PROBLEM TO WORK ON -> Gather every line in the records below that contains the word "generated".
[Opening SUPPLIED MATERIAL section]
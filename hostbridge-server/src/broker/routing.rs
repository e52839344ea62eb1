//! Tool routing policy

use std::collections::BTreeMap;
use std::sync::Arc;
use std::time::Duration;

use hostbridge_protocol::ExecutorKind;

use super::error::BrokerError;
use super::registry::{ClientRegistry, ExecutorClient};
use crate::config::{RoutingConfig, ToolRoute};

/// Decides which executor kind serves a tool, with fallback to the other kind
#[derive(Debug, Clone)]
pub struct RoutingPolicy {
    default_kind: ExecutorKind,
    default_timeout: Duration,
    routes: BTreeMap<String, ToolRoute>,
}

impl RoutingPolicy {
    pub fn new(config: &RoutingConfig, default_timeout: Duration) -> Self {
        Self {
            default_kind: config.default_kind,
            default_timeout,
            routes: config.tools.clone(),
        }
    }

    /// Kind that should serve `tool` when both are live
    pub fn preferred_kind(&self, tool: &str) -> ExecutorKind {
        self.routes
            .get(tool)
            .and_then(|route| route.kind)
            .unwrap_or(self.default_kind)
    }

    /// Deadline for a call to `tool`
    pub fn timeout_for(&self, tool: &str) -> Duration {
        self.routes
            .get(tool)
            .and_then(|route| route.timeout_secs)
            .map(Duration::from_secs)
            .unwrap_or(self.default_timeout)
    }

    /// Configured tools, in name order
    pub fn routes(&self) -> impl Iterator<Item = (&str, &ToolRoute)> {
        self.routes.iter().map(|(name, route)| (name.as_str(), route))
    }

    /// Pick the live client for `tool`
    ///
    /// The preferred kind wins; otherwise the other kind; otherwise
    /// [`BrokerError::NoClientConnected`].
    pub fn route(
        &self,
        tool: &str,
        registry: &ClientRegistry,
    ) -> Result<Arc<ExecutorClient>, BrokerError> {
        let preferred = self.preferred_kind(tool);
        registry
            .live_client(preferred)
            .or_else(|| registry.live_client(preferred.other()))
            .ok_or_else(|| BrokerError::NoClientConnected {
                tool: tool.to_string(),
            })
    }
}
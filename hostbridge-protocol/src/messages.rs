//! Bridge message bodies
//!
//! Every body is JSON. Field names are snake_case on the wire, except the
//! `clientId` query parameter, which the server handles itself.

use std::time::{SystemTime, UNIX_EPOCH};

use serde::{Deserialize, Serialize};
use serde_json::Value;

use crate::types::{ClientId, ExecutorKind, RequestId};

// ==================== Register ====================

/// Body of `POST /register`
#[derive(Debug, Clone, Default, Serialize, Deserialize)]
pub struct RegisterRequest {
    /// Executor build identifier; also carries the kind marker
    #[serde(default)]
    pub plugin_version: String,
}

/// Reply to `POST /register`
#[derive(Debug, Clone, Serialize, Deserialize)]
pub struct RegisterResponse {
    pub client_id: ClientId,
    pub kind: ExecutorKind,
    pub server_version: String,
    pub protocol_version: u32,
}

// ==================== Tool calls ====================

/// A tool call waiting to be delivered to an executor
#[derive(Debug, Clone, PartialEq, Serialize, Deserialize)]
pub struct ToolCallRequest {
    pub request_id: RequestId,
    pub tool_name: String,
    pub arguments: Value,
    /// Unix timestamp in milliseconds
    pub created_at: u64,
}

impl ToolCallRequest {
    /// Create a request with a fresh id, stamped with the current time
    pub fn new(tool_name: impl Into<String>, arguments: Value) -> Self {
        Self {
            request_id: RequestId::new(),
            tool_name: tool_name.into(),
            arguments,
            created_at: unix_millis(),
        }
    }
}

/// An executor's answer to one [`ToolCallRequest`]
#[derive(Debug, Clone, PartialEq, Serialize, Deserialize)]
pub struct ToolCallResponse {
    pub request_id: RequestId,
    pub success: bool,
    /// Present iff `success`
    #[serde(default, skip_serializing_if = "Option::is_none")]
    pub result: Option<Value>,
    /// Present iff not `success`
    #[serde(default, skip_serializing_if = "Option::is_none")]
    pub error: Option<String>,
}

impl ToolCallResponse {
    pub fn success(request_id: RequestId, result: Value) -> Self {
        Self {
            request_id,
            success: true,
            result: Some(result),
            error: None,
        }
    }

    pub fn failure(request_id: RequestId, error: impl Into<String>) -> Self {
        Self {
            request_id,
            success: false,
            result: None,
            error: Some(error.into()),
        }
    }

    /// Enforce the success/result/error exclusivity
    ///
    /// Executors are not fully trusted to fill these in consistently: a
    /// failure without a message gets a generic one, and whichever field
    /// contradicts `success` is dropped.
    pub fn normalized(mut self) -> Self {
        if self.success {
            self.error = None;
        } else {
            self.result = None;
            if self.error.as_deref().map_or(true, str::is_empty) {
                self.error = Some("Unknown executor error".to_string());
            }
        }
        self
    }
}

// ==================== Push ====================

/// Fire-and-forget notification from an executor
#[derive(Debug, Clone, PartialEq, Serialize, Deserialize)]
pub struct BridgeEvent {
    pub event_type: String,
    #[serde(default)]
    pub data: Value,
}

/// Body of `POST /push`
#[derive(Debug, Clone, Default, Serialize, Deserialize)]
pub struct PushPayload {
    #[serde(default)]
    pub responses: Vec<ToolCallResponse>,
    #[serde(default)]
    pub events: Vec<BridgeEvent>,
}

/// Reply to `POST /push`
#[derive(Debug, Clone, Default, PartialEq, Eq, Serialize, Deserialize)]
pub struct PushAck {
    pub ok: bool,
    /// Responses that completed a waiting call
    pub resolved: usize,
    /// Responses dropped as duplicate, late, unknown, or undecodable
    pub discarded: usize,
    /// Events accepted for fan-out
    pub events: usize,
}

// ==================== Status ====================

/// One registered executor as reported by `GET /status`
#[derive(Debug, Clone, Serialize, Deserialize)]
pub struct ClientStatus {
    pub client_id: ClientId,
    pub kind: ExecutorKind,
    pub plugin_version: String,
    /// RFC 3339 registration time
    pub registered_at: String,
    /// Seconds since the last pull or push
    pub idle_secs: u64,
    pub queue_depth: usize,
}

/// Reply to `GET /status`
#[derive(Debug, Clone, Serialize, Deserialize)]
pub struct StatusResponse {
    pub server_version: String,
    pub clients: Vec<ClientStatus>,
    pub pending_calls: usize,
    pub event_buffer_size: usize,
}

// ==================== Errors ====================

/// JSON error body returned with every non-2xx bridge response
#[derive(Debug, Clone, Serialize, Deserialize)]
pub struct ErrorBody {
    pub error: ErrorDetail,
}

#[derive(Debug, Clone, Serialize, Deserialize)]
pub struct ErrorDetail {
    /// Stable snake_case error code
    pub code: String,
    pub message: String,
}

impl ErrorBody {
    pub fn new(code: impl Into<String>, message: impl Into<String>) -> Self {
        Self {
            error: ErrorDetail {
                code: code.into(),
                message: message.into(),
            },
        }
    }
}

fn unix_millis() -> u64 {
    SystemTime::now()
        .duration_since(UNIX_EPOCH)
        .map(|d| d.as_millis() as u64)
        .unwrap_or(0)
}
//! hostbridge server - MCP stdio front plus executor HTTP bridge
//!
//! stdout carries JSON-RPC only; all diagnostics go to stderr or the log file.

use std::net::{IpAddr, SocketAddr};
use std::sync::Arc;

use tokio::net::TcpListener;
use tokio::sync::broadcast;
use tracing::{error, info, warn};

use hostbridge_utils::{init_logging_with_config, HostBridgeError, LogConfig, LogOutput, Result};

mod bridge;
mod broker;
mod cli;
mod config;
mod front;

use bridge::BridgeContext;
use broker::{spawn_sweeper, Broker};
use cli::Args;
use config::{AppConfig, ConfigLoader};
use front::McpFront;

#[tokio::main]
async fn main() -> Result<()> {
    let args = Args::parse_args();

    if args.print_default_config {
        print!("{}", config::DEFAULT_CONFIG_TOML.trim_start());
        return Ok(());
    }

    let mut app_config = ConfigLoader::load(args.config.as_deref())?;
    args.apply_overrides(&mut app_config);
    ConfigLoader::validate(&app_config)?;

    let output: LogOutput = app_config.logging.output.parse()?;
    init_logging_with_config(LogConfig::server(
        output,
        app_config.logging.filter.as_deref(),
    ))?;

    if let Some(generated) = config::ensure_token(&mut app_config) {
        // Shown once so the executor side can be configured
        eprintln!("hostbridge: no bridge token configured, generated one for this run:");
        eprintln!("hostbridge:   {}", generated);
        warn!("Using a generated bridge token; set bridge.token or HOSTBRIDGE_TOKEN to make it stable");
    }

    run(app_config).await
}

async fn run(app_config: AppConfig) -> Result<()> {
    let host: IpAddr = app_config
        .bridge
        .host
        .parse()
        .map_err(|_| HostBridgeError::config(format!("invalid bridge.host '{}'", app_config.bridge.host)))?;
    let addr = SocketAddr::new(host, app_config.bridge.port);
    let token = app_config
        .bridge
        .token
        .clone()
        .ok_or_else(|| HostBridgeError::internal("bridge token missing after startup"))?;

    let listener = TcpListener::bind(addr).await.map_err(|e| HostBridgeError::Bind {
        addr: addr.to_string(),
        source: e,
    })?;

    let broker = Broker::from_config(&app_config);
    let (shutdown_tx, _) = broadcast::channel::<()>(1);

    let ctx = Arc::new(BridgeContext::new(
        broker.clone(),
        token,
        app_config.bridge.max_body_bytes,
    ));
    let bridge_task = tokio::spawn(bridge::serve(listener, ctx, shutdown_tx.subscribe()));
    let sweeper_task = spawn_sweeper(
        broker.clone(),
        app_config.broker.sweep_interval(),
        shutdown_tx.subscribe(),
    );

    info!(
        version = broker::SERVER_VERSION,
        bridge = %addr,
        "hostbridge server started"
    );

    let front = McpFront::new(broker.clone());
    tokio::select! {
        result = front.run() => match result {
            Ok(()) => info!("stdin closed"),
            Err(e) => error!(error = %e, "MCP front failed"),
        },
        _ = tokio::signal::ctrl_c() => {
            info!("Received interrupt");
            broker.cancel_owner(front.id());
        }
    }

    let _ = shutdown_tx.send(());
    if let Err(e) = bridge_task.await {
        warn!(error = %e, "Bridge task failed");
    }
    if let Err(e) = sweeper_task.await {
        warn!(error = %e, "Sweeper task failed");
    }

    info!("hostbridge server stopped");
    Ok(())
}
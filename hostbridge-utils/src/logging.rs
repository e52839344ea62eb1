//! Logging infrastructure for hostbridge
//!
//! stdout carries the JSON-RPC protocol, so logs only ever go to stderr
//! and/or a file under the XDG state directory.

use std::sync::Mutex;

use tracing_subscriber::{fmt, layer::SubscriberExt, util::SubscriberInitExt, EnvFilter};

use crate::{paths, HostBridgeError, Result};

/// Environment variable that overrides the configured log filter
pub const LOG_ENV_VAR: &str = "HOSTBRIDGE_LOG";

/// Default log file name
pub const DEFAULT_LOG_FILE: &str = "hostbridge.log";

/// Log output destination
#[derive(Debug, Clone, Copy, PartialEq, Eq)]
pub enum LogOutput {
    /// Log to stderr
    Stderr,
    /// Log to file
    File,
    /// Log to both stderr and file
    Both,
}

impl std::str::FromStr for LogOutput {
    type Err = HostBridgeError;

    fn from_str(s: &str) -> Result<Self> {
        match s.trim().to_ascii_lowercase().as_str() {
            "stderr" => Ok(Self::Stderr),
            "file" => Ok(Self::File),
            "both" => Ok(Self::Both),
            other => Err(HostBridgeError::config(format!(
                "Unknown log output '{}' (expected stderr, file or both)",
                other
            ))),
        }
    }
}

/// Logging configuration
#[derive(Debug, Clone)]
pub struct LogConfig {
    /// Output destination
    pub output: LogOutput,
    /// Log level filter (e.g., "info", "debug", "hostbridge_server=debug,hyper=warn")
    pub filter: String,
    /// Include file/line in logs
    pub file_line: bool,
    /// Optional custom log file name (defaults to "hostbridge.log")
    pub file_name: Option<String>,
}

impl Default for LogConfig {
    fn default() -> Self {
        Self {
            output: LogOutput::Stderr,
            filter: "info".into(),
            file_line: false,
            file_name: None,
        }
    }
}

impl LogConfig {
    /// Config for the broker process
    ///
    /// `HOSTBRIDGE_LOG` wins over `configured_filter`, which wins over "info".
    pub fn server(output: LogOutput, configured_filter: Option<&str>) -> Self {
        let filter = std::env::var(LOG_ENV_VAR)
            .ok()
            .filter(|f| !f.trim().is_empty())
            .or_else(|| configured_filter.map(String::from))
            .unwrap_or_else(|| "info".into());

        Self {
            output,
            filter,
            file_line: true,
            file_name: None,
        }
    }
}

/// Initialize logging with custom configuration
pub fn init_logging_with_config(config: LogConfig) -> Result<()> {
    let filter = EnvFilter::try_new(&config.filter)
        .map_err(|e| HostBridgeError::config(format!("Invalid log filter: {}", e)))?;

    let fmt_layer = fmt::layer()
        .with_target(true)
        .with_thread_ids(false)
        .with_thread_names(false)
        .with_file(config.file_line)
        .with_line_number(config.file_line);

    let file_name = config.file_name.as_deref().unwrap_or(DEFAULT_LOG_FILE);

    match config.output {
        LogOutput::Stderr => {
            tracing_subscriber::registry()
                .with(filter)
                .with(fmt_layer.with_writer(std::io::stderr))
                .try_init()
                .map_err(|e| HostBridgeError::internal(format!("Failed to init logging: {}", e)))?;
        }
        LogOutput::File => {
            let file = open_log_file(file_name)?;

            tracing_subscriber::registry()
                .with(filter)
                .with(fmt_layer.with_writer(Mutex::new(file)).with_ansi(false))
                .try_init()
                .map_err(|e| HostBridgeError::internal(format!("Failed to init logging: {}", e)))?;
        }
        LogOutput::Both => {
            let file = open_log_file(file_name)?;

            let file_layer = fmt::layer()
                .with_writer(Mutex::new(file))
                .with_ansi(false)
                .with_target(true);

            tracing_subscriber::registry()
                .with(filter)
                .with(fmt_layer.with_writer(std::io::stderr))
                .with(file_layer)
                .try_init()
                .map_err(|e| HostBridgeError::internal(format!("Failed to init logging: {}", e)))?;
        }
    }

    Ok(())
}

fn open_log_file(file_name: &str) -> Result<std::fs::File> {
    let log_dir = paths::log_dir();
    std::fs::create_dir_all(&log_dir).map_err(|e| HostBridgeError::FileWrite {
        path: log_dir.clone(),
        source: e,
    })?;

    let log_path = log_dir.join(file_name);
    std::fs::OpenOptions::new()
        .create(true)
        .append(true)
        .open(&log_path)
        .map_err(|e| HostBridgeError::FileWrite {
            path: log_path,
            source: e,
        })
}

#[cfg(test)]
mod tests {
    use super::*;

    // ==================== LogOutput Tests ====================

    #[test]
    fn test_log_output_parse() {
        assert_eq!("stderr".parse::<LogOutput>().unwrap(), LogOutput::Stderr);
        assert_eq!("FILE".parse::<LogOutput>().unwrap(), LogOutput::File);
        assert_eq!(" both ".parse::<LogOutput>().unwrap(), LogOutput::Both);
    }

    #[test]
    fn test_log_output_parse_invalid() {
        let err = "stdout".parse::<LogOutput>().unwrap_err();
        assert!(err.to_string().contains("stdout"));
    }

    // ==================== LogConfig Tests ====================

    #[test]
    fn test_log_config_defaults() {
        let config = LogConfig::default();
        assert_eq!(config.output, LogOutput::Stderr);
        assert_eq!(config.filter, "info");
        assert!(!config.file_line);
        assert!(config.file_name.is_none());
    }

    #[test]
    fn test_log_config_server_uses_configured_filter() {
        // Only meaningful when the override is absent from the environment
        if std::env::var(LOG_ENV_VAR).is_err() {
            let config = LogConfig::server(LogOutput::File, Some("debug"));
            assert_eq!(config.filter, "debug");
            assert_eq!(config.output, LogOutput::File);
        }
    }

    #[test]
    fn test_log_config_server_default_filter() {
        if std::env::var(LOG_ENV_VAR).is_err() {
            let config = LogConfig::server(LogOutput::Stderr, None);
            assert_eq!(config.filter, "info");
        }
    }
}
[Closing SUPPLIED MATERIAL section]
RESULT OF THIS EXERCISE ->
    if let Some(generated) = config::ensure_token(&mut app_config) {
        eprintln!("hostbridge: no bridge token configured, generated one for this run:");
        eprintln!("hostbridge:   {}", generated);
        warn!("Using a generated bridge token; set bridge.token or HOSTBRIDGE_TOKEN to make it stable");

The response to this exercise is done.